TASK BRIEF :: Below is a listing from which only part is wanted; return exactly the lines from the one with "(value * 100.0).round() / 100.0" up to and including the one with "one increment of".

INFORMATION SHOWN ::
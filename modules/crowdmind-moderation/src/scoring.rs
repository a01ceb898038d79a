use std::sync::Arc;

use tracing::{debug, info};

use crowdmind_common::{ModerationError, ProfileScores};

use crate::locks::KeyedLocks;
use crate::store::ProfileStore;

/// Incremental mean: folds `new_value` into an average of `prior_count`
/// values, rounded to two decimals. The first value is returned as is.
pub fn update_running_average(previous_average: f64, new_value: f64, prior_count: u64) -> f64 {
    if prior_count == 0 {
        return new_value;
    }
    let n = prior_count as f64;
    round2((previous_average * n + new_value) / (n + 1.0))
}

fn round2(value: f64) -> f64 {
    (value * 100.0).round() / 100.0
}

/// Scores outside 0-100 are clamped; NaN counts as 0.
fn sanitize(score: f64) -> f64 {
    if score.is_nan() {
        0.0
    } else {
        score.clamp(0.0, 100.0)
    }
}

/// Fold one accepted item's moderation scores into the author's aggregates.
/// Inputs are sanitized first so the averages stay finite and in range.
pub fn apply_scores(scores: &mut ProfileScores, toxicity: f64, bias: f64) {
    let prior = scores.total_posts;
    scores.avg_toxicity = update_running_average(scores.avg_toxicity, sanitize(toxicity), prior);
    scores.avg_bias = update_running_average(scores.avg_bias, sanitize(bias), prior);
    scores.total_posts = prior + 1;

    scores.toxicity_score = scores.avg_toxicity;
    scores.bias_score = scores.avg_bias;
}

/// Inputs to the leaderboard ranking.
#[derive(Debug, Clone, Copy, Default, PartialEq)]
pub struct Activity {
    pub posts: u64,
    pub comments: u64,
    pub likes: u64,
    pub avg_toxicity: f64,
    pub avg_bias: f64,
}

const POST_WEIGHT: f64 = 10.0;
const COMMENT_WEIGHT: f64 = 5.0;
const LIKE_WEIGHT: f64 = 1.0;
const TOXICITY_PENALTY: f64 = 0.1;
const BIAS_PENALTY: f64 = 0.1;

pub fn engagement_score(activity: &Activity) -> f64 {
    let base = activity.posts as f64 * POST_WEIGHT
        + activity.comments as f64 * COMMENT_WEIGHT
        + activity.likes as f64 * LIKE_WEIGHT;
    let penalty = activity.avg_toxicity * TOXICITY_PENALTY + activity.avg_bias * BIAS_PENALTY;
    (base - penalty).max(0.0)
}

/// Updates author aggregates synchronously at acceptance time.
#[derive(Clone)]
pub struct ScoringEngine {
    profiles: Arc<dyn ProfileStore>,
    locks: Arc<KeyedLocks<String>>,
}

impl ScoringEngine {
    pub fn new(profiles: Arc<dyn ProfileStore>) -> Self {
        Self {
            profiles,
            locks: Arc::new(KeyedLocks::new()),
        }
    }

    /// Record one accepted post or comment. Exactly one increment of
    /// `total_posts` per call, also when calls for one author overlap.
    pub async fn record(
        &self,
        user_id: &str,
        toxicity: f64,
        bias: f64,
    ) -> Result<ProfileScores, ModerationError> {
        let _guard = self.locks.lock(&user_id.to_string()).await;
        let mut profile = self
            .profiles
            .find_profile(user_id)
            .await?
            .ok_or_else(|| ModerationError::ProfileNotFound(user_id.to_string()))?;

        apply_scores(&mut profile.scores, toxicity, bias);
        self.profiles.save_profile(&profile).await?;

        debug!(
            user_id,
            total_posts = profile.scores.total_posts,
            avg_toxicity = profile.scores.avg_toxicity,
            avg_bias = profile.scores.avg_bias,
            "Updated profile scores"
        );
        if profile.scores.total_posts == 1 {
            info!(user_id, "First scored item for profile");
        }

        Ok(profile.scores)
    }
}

---

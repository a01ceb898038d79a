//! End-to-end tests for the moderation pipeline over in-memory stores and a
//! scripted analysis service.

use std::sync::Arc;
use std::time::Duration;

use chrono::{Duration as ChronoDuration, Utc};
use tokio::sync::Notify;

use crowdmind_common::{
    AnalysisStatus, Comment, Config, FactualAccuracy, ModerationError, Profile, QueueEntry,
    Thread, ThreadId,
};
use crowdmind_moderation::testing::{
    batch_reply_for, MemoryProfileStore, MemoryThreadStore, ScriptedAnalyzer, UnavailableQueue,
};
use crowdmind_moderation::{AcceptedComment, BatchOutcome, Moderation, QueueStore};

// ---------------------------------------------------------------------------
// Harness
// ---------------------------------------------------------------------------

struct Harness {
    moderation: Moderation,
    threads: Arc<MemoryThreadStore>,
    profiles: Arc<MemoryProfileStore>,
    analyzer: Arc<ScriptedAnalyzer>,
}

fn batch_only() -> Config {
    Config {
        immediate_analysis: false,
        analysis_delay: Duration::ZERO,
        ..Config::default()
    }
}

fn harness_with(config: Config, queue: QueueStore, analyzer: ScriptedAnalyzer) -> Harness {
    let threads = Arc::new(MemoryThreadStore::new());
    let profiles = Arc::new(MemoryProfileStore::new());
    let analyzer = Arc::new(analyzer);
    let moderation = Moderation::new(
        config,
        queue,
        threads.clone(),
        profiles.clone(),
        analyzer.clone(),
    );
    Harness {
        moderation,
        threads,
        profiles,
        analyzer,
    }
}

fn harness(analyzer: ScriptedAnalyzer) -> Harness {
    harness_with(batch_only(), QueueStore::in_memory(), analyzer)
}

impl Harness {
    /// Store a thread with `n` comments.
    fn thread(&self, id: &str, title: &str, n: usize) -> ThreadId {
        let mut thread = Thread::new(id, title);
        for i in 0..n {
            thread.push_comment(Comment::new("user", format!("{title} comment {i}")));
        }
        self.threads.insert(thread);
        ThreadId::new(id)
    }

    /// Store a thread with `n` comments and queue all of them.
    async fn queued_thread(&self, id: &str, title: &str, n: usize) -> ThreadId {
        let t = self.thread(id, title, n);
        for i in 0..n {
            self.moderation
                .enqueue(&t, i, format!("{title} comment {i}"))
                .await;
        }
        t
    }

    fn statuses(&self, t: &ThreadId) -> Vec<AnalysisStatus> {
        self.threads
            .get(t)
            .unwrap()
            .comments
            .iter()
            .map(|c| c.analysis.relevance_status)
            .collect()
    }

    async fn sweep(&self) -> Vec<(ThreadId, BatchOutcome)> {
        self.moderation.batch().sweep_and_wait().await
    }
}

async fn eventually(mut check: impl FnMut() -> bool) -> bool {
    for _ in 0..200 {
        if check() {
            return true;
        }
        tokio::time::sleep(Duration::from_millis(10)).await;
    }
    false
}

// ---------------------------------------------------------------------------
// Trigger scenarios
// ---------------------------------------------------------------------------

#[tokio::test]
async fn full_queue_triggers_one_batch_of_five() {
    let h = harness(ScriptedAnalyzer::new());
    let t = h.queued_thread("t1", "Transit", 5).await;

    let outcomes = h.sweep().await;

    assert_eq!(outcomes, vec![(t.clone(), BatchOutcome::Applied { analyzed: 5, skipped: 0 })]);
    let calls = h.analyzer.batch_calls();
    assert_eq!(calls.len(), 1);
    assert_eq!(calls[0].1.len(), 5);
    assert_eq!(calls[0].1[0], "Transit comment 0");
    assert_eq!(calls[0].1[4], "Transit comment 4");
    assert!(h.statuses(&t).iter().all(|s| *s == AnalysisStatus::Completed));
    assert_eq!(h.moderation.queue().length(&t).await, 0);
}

RESPONSE FOR THIS EXERCISE ::
    (value * 100.0).round() / 100.0
}

/// Scores outside 0-100 are clamped; NaN counts as 0.
fn sanitize(score: f64) -> f64 {
    if score.is_nan() {
        0.0
    } else {
        score.clamp(0.0, 100.0)
    }
}

/// Fold one accepted item's moderation scores into the author's aggregates.
/// Inputs are sanitized first so the averages stay finite and in range.
pub fn apply_scores(scores: &mut ProfileScores, toxicity: f64, bias: f64) {
    let prior = scores.total_posts;
    scores.avg_toxicity = update_running_average(scores.avg_toxicity, sanitize(toxicity), prior);
    scores.avg_bias = update_running_average(scores.avg_bias, sanitize(bias), prior);
    scores.total_posts = prior + 1;

    scores.toxicity_score = scores.avg_toxicity;
    scores.bias_score = scores.avg_bias;
}

/// Inputs to the leaderboard ranking.
#[derive(Debug, Clone, Copy, Default, PartialEq)]
pub struct Activity {
    pub posts: u64,
    pub comments: u64,
    pub likes: u64,
    pub avg_toxicity: f64,
    pub avg_bias: f64,
}

const POST_WEIGHT: f64 = 10.0;
const COMMENT_WEIGHT: f64 = 5.0;
const LIKE_WEIGHT: f64 = 1.0;
const TOXICITY_PENALTY: f64 = 0.1;
const BIAS_PENALTY: f64 = 0.1;

pub fn engagement_score(activity: &Activity) -> f64 {
    let base = activity.posts as f64 * POST_WEIGHT
        + activity.comments as f64 * COMMENT_WEIGHT
        + activity.likes as f64 * LIKE_WEIGHT;
    let penalty = activity.avg_toxicity * TOXICITY_PENALTY + activity.avg_bias * BIAS_PENALTY;
    (base - penalty).max(0.0)
}

/// Updates author aggregates synchronously at acceptance time.
#[derive(Clone)]
pub struct ScoringEngine {
    profiles: Arc<dyn ProfileStore>,
    locks: Arc<KeyedLocks<String>>,
}

impl ScoringEngine {
    pub fn new(profiles: Arc<dyn ProfileStore>) -> Self {
        Self {
            profiles,
            locks: Arc::new(KeyedLocks::new()),
        }
    }

    /// Record one accepted post or comment. Exactly one increment of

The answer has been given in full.